President Lux Interior.

I'm watching the Met game. And gloating.

By Anatomist1 on Monday, October 16, 2000 - 05:31 pm: Edit

I think Poison Ivy, of The Cramps, would make a dandy President.

By Anatomist1 on Monday, October 16, 2000 - 05:27 pm: Edit

Rabbit,

I'm afraid I won't be able to join your group. You see, I'm an ardent environmentalist. As you know, the only serious solution to our environmental woes is population control, and I'm not talking about those little rubber things. In other words: Kill All Humans! To this end, I am currently engineering a self-replicating race of invincible robot-men to address this problem. In the mean time, all serious environmentalists must stand up and do the right thing: suicide.

As far as awareness-raising goes -- wrong again! Awareness was raised here in Madison about thirty years ago. Since that time, it has become leaden and sunk. Staring at the world for too long through the lens of racism, sexism, and homophobia leads to permanent blindness. Some of the more stellar 'awareness'-raising events in the recent history of Madison:

UW Admissions office uses photoshop to falsify cover photo of crowd at football game. Black student who hates football and has never been to a game stenciled in without his consent.

UW student groups collude with Dean's office to enact new 'Anonymous Complaint Boxes', faculty senate not consulted. Greivances of any type against anyone can be anonymously dropped in plain brown boxes around campus. All greivances are taken seriously, and put into a permanent record that can later be accessed through Open State Records Law. All accused parties will be confronted with the charges by student/staff group, having no specified redress or knowledge of their accuser's identity.

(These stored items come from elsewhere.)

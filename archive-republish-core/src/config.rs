use serde::{Deserialize, Serialize};
use std::path::PathBuf;
use tracing::{debug, info};

/// Default cap on a single entry's uncompressed size (100 MiB).
pub const DEFAULT_MAX_ENTRY_BYTES: u64 = 100 * 1024 * 1024;

/// Everything a [`crate::pipeline::Pipeline`] needs besides its store client.
#[derive(Debug, Clone, Serialize, Deserialize)]
#[serde(default)]
pub struct PipelineConfig {
    /// Writable base directory for staging copies of downloaded archives.
    pub staging_dir: PathBuf,
    pub filter: FilterConfig,
    /// Entries larger than this are recorded as too large and not published.
    pub max_entry_bytes: u64,
    /// Stop the run after the first publish failure instead of attempting every entry.
    pub fail_fast: bool,
    /// Publish into this bucket instead of the source archive's bucket.
    pub destination_bucket: Option<String>,
}

impl Default for PipelineConfig {
    fn default() -> Self {
        Self {
            staging_dir: std::env::temp_dir(),
            filter: FilterConfig::default(),
            max_entry_bytes: DEFAULT_MAX_ENTRY_BYTES,
            fail_fast: false,
            destination_bucket: None,
        }
    }
}

impl PipelineConfig {
    pub fn trace_loaded(&self) {
        info!(
            staging_dir = %self.staging_dir.display(),
            extensions = ?self.filter.extensions,
            media_type = %self.filter.media_type,
            max_entry_bytes = self.max_entry_bytes,
            fail_fast = self.fail_fast,
            destination_bucket = self.destination_bucket.as_deref().unwrap_or("<source bucket>"),
            "Loaded PipelineConfig"
        );
        debug!(?self, "PipelineConfig loaded (full debug)");
    }
}

/// Which entries get republished, and the content type they are published with.
#[derive(Debug, Clone, Serialize, Deserialize)]
#[serde(default)]
pub struct FilterConfig {
    /// Allowed extensions, with or without the leading dot. Matching ignores case.
    pub extensions: Vec<String>,
    pub media_type: String,
}

impl Default for FilterConfig {
    fn default() -> Self {
        Self {
            extensions: vec![".png".to_string()],
            media_type: "image/png".to_string(),
        }
    }
}
use anyhow::Result;
use archive_republish::cli::{run, Cli};
use archive_republish::logging::{init_tracing, OutputFormat};
use clap::Parser;

#[tokio::main]
async fn main() -> Result<()> {
    // Load environment
    dotenvy::dotenv().ok();

    let format = std::env::var("LOG_FORMAT")
        .ok()
        .and_then(|f| f.parse::<OutputFormat>().ok())
        .unwrap_or(OutputFormat::Human);
    init_tracing(format);
    tracing::info!("CLI application startup: tracing initialised, environment loaded");

    let cli = Cli::parse();
    tracing::info!("CLI arguments parsed, invoking run");
    let result = run(cli).await;
    match &result {
        Ok(_) => tracing::info!("CLI completed successfully"),
        Err(e) => tracing::error!(error = %e, "CLI exited with error"),
    }
    result
}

Stated purpose of boxes: "To cut down on unreported racist, sexist, and homophobic incidents."

'Faculty Speech Code' enacted. Faculty members accused of saying anything insensitive, or anything that contributes to a climate of discomfort or intolerance in the classroom are brought before a committee and basically tried -- maximum penalty: termination. Among the examples of behavior subject to discipline in the code are the exhibition of photos or artworks containing nudity. (Fortunately, this one was revoked shortly after it was enacted).

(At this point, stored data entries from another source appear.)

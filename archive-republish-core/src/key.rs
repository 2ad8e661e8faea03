//! Destination key derivation.
//!
//! `folder/1.zip` + `sub/x.png` publishes to `folder/1/sub/x.png`. Derivation is pure so
//! retries and repeated runs always target the same keys.

use crate::contract::{DestinationReference, SourceReference};
use crate::filter::extension;

/// Maps (source archive, entry name) to the entry's destination.
#[derive(Debug, Clone)]
pub struct KeyDeriver {
    media_type: String,
    destination_bucket: Option<String>,
}

impl KeyDeriver {
    pub fn new(media_type: impl Into<String>) -> Self {
        Self {
            media_type: media_type.into(),
            destination_bucket: None,
        }
    }

    /// Publish into `bucket` rather than the source archive's bucket.
    pub fn with_destination_bucket(mut self, bucket: Option<String>) -> Self {
        self.destination_bucket = bucket;
        self
    }

    pub fn derive(&self, source: &SourceReference, entry_name: &str) -> DestinationReference {
        DestinationReference {
            bucket: self
                .destination_bucket
                .clone()
                .unwrap_or_else(|| source.bucket.clone()),
            key: derive_key(&source.key, entry_name),
            media_type: self.media_type.clone(),
        }
    }
}

/// Strip the archive extension from `source_key` and append the normalised entry path.
pub fn derive_key(source_key: &str, entry_name: &str) -> String {
    let prefix = strip_extension(source_key).trim_end_matches('/');
    let entry = normalise_entry_path(entry_name);
    match (prefix.is_empty(), entry.is_empty()) {
        (true, _) => entry,
        (false, true) => prefix.to_string(),
        (false, false) => format!("{prefix}/{entry}"),
    }
}

/// Remove the final extension of the last path component, if any.
pub fn strip_extension(key: &str) -> &str {
    match extension(key) {
        Some(ext) => &key[..key.len() - ext.len()],
        None => key,
    }
}

// Empty and `.` segments are dropped; `..` only pops segments of the entry itself.
fn normalise_entry_path(entry_name: &str) -> String {
    let mut segments: Vec<&str> = Vec::new();
    for segment in entry_name.split('/') {
        match segment {
            "" | "." => {}
            ".." => {
                segments.pop();
            }
            other => segments.push(other),
        }
    }
    segments.join("/")
}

Then, of course, we have political agendas masquerading as academic disciplines: Gay Studies, Feminist Studies, Ecology... oh, and don't forget Diversity Studies.

My favorite are the hordes of people running around wearing the exact same "Celebrate Diversity" rainbow pin...

K.

By Marc on Monday, October 16, 2000 - 05:25 pm: Edit

Don,

"Deli Lama"? Does he sell Zen hotdogs? Hold everything. Or is that some kind of kosher meat product made out of Lamas?

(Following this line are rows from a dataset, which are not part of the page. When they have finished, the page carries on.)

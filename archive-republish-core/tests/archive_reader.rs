mod common;

use std::io::Write;

use archive_republish_core::archive::ArchiveHandle;
use archive_republish_core::contract::SourceReference;
use archive_republish_core::error::EntryError;
use archive_republish_core::staging::{stage, staging_location};
use common::{files_under, sample_archive, understate_first_entry_size, zip_bytes};
use tempfile::{tempdir, NamedTempFile};

fn staged_with(bytes: &[u8]) -> NamedTempFile {
    let mut file = NamedTempFile::new().unwrap();
    file.write_all(bytes).unwrap();
    file.flush().unwrap();
    file
}

#[test]
fn test_entries_come_out_in_archive_order() {
    let mut archive = ArchiveHandle::open(staged_with(&sample_archive())).expect("valid archive");
    assert_eq!(archive.len(), 3);

    let mut names = Vec::new();
    while let Some(entry) = archive.next_entry() {
        names.push(entry.name().to_string());
    }
    assert_eq!(names, vec!["img.png", "readme.txt", "sub/x.PNG"]);
    assert!(archive.next_entry().is_none(), "cursor stays exhausted");
}

#[test]
fn test_entry_read_returns_decompressed_content() {
    let mut archive = ArchiveHandle::open(staged_with(&sample_archive())).unwrap();
    let entry = archive.next_entry().unwrap();
    assert_eq!(entry.index(), 0);
    assert_eq!(entry.read(1024).unwrap(), b"png-one");

    archive.next_entry().unwrap();
    let nested = archive.next_entry().unwrap();
    assert_eq!(nested.name(), "sub/x.PNG");
    assert_eq!(nested.read(1024).unwrap(), b"png-two");
}

#[test]
fn test_entry_over_limit_is_rejected() {
    let big = vec![7u8; 4096];
    let bytes = zip_bytes(&[("big.png", big.as_slice())]);
    let mut archive = ArchiveHandle::open(staged_with(&bytes)).unwrap();
    let entry = archive.next_entry().unwrap();
    match entry.read(100) {
        Err(EntryError::TooLarge { size, limit }) => {
            assert_eq!(size, 4096);
            assert_eq!(limit, 100);
        }
        other => panic!("expected TooLarge, got {other:?}"),
    }
}

#[test]
fn test_understated_size_is_still_capped_while_reading() {
    let big = vec![7u8; 4096];
    let bytes = understate_first_entry_size(zip_bytes(&[("big.png", big.as_slice())]), 10);
    let mut archive = ArchiveHandle::open(staged_with(&bytes)).unwrap();
    let entry = archive.next_entry().unwrap();
    assert_eq!(
        entry.read(100),
        Err(EntryError::TooLarge {
            size: 101,
            limit: 100
        })
    );
}

#[test]
fn test_overstated_size_does_not_decide_the_read() {
    let bytes = understate_first_entry_size(zip_bytes(&[("small.png", b"tiny")]), 0xC000_0000);
    let mut archive = ArchiveHandle::open(staged_with(&bytes)).unwrap();
    let entry = archive.next_entry().unwrap();
    match entry.read(u64::MAX) {
        Ok(content) => assert_eq!(content, b"tiny"),
        Err(EntryError::Read { .. }) => {}
        other => panic!("expected content or a read error, got {other:?}"),
    }
}

#[test]
fn test_entry_exactly_at_limit_is_accepted() {
    let bytes = zip_bytes(&[("edge.png", b"12345")]);
    let mut archive = ArchiveHandle::open(staged_with(&bytes)).unwrap();
    assert_eq!(archive.next_entry().unwrap().read(5).unwrap(), b"12345");
}

#[test]
fn test_empty_archive_has_no_entries() {
    let mut archive = ArchiveHandle::open(staged_with(&zip_bytes(&[]))).unwrap();
    assert!(archive.is_empty());
    assert!(archive.next_entry().is_none());
}

#[test]
fn test_invalid_archive_fails_and_removes_staging_file() {
    let staged = staged_with(b"this is certainly not a zip file");
    let path = staged.path().to_path_buf();
    assert!(ArchiveHandle::open(staged).is_err());
    assert!(!path.exists(), "staging file must be gone after a failed open");
}

#[test]
fn test_close_and_drop_remove_staging_file() {
    let archive = ArchiveHandle::open(staged_with(&sample_archive())).unwrap();
    let path = archive.path().to_path_buf();
    assert!(path.exists());
    archive.close().expect("close succeeds");
    assert!(!path.exists());

    let archive = ArchiveHandle::open(staged_with(&sample_archive())).unwrap();
    let path = archive.path().to_path_buf();
    drop(archive);
    assert!(!path.exists());
}

#[test]
fn test_staging_location_mirrors_source_and_drops_escapes() {
    let base = std::path::Path::new("/stage");
    let (dir, name) = staging_location(base, &SourceReference::new("b", "folder/1.zip"));
    assert_eq!(dir, base.join("b").join("folder"));
    assert_eq!(name, "1.zip");

    let (dir, name) = staging_location(base, &SourceReference::new("b", "../../etc/passwd"));
    assert_eq!(dir, base.join("b").join("etc"));
    assert_eq!(name, "passwd");

    let (dir, name) = staging_location(base, &SourceReference::new("..", "/"));
    assert_eq!(dir, base.join("_"));
    assert_eq!(name, "archive");
}

#[test]
fn test_stage_creates_directories_and_unique_files() {
    let base = tempdir().unwrap();
    let source = SourceReference::new("b", "deep/er/1.zip");

    let first = stage(base.path(), &source).expect("stage");
    let second = stage(base.path(), &source).expect("stage again");
    assert_ne!(first.path(), second.path());
    assert!(first.path().starts_with(base.path().join("b").join("deep").join("er")));
    assert_eq!(files_under(base.path()).len(), 2);

    drop(first);
    drop(second);
    assert!(files_under(base.path()).is_empty());
}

By Marc on Monday, October 16, 2000 - 05:22 pm: Edit

Don,

I was going to suggest Anton Levay for president, no shit! But, he's dead. But, maybe we can resurrect him.

By Don_walsh on Monday, October 16, 2000 - 04:27 pm: Edit

Free Charles Manson! Render him down for oil.

Anton Levay for President!

Legalize 98% heroin! If necessary spike it with fentanyls.

Rock and roll is deadening! Turn it down.

The pope is a little old guy with a Bulgarian bullet hole!

Mother Theresa was bolemic!

Christopher Walken for vice squad!

LARGER government subsidies for whore houses!

Forced vasectomies for all Eurotrash!

You see, marc, our positions aren't all that far apart.

By Don_walsh on Monday, October 16, 2000 - 04:22 pm: Edit

Hey Black Rabbit,

I want to hear the rest of the joke about the Tibetan, the Jew and the Croatian.

Is this the one about the Deli Lama in the Adriatic resort hotel?

By Marc on Monday, October 16, 2000 - 04:02 pm: Edit

Free Charles Manson!

Robert Anton Wilson for President!

Legalize heroin!

Rock and roll is dead!

The pope is a fag!

Mother Theresa was a fag hag!

Christopher Walken for vice president!

Government subsidies for whore houses!

Free vasectomies for all Eurotrash!

By Bob_chong on Monday, October 16, 2000 - 03:50 pm: Edit

Any post that begins with the phrase, "Anatomist is right," signals that sarcasm and wit are to follow. Thanks, BR. A gonzo post if there ever was one.

BC

By Black_rabbit on Monday, October 16, 2000 - 03:42 pm: Edit

Anatomist is right. We should all do what we can to fight this scourge.

I propose we form a terrorist organisation, and call it 'Go To Hell And Die You Awareness-Raising Tree Hugging Politically Correct Singalong Having Drum Beating Cultural Diversity Promoting Fucks, And Take A Shower While You're At It,' or GTHADYARTHPCSHDBCDPFATASWYAI for short.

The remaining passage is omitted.